Content starts

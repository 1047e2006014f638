use clap::Parser;
use std::path::PathBuf;
use std::process::ExitCode;
use std::time::Duration;
use tracing::error;
use tracing_subscriber::{layer::SubscriberExt, util::SubscriberInitExt, EnvFilter};
use weather_panel::config::{self, Config, RadarId, StationId, TemperatureUnit, ZoneId};

/// Render current NWS conditions and alerts into an OpenNMS JSP fragment.
#[derive(Debug, Parser)]
#[clap(version)]
struct Args {
    /// Observation station, e.g. KSFO.
    #[clap(long, env = "WEATHER_PANEL_STATION", default_value = config::DEFAULT_STATION)]
    station: StationId,

    /// Forecast zone to list active alerts for, e.g. CAZ006.
    #[clap(long, env = "WEATHER_PANEL_ZONE", default_value = config::DEFAULT_ZONE)]
    zone: ZoneId,

    #[clap(long, env = "WEATHER_PANEL_UNIT", value_enum, default_value_t = TemperatureUnit::Fahrenheit)]
    unit: TemperatureUnit,

    /// Radar station whose image is shown under the conditions.
    #[clap(long, env = "WEATHER_PANEL_RADAR", default_value = config::DEFAULT_RADAR)]
    radar: RadarId,

    /// Leave the radar image out.
    #[clap(long, env = "WEATHER_PANEL_NO_RADAR")]
    no_radar: bool,

    #[clap(long, env = "WEATHER_PANEL_API_BASE", default_value = config::DEFAULT_API_BASE)]
    api_base: String,

    /// Radar image URL; `{station}` is replaced with the radar id.
    #[clap(long, env = "WEATHER_PANEL_RADAR_URL", default_value = config::DEFAULT_RADAR_URL)]
    radar_url: String,

    #[clap(long, env = "WEATHER_PANEL_OUTPUT", default_value = config::DEFAULT_OUTPUT)]
    output: PathBuf,

    #[clap(long, env = "WEATHER_PANEL_RADAR_PATH", default_value = config::DEFAULT_RADAR_PATH)]
    radar_path: PathBuf,

    /// Image source the fragment uses for the radar file.
    #[clap(long, env = "WEATHER_PANEL_RADAR_SRC", default_value = config::DEFAULT_RADAR_SRC)]
    radar_src: String,

    /// api.weather.gov rejects requests without one.
    #[clap(long, env = "WEATHER_PANEL_USER_AGENT", default_value = config::DEFAULT_USER_AGENT)]
    user_agent: String,

    #[clap(long, env = "WEATHER_PANEL_TIMEOUT_SECS", default_value_t = config::DEFAULT_TIMEOUT_SECS)]
    timeout_secs: u64,

    #[clap(long, env = "WEATHER_PANEL_RETRY_DELAY_MS", default_value_t = config::DEFAULT_RETRY_DELAY_MS)]
    retry_delay_ms: u64,
}

impl Args {
    fn into_config(self) -> Config {
        Config {
            station: self.station,
            zone: self.zone,
            unit: self.unit,
            radar: if self.no_radar { None } else { Some(self.radar) },
            api_base: self.api_base,
            radar_url: self.radar_url,
            output: self.output,
            radar_path: self.radar_path,
            radar_src: self.radar_src,
            user_agent: self.user_agent,
            timeout: Duration::from_secs(self.timeout_secs),
            retry_delay: Duration::from_millis(self.retry_delay_ms),
        }
    }
}

fn main() -> ExitCode {
    let args = Args::parse();

    tracing_subscriber::registry()
        .with(
            EnvFilter::try_from_default_env()
                .unwrap_or_else(|_| EnvFilter::new("weather_panel=info")),
        )
        .with(tracing_subscriber::fmt::layer().with_writer(std::io::stderr))
        .init();

    match weather_panel::run(&args.into_config()) {
        Ok(_) => ExitCode::SUCCESS,
        Err(err) => {
            error!(error = %err, "weather fragment not updated");
            ExitCode::from(err.exit_code())
        }
    }
}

Content ends

Work task:
The records above are to be printed out again exactly, without omission.

Response to the exercise:
repository 1047e2006014f638
use clap::Parser;
use std::path::PathBuf;
use std::process::ExitCode;
use std::time::Duration;
use tracing::error;
use tracing_subscriber::{layer::SubscriberExt, util::SubscriberInitExt, EnvFilter};
use weather_panel::config::{self, Config, RadarId, StationId, TemperatureUnit, ZoneId};

/// Render current NWS conditions and alerts into an OpenNMS JSP fragment.
#[derive(Debug, Parser)]
#[clap(version)]
struct Args {
    /// Observation station, e.g. KSFO.
    #[clap(long, env = "WEATHER_PANEL_STATION", default_value = config::DEFAULT_STATION)]
    station: StationId,

    /// Forecast zone to list active alerts for, e.g. CAZ006.
    #[clap(long, env = "WEATHER_PANEL_ZONE", default_value = config::DEFAULT_ZONE)]
    zone: ZoneId,

    #[clap(long, env = "WEATHER_PANEL_UNIT", value_enum, default_value_t = TemperatureUnit::Fahrenheit)]
    unit: TemperatureUnit,

    /// Radar station whose image is shown under the conditions.
    #[clap(long, env = "WEATHER_PANEL_RADAR", default_value = config::DEFAULT_RADAR)]
    radar: RadarId,

    /// Leave the radar image out.
    #[clap(long, env = "WEATHER_PANEL_NO_RADAR")]
    no_radar: bool,

    #[clap(long, env = "WEATHER_PANEL_API_BASE", default_value = config::DEFAULT_API_BASE)]
    api_base: String,

    /// Radar image URL; `{station}` is replaced with the radar id.
    #[clap(long, env = "WEATHER_PANEL_RADAR_URL", default_value = config::DEFAULT_RADAR_URL)]
    radar_url: String,

    #[clap(long, env = "WEATHER_PANEL_OUTPUT", default_value = config::DEFAULT_OUTPUT)]
    output: PathBuf,

    #[clap(long, env = "WEATHER_PANEL_RADAR_PATH", default_value = config::DEFAULT_RADAR_PATH)]
    radar_path: PathBuf,

    /// Image source the fragment uses for the radar file.
    #[clap(long, env = "WEATHER_PANEL_RADAR_SRC", default_value = config::DEFAULT_RADAR_SRC)]
    radar_src: String,

    /// api.weather.gov rejects requests without one.
    #[clap(long, env = "WEATHER_PANEL_USER_AGENT", default_value = config::DEFAULT_USER_AGENT)]
    user_agent: String,

    #[clap(long, env = "WEATHER_PANEL_TIMEOUT_SECS", default_value_t = config::DEFAULT_TIMEOUT_SECS)]
    timeout_secs: u64,

    #[clap(long, env = "WEATHER_PANEL_RETRY_DELAY_MS", default_value_t = config::DEFAULT_RETRY_DELAY_MS)]
    retry_delay_ms: u64,
}

impl Args {
    fn into_config(self) -> Config {
        Config {
            station: self.station,
            zone: self.zone,
            unit: self.unit,
            radar: if self.no_radar { None } else { Some(self.radar) },
            api_base: self.api_base,
            radar_url: self.radar_url,
            output: self.output,
            radar_path: self.radar_path,
            radar_src: self.radar_src,
            user_agent: self.user_agent,
            timeout: Duration::from_secs(self.timeout_secs),
            retry_delay: Duration::from_millis(self.retry_delay_ms),
        }
    }
}

fn main() -> ExitCode {
    let args = Args::parse();

    tracing_subscriber::registry()
        .with(
            EnvFilter::try_from_default_env()
                .unwrap_or_else(|_| EnvFilter::new("weather_panel=info")),
        )
        .with(tracing_subscriber::fmt::layer().with_writer(std::io::stderr))
        .init();

    match weather_panel::run(&args.into_config()) {
        Ok(_) => ExitCode::SUCCESS,
        Err(err) => {
            error!(error = %err, "weather fragment not updated");
            ExitCode::from(err.exit_code())
        }
    }
}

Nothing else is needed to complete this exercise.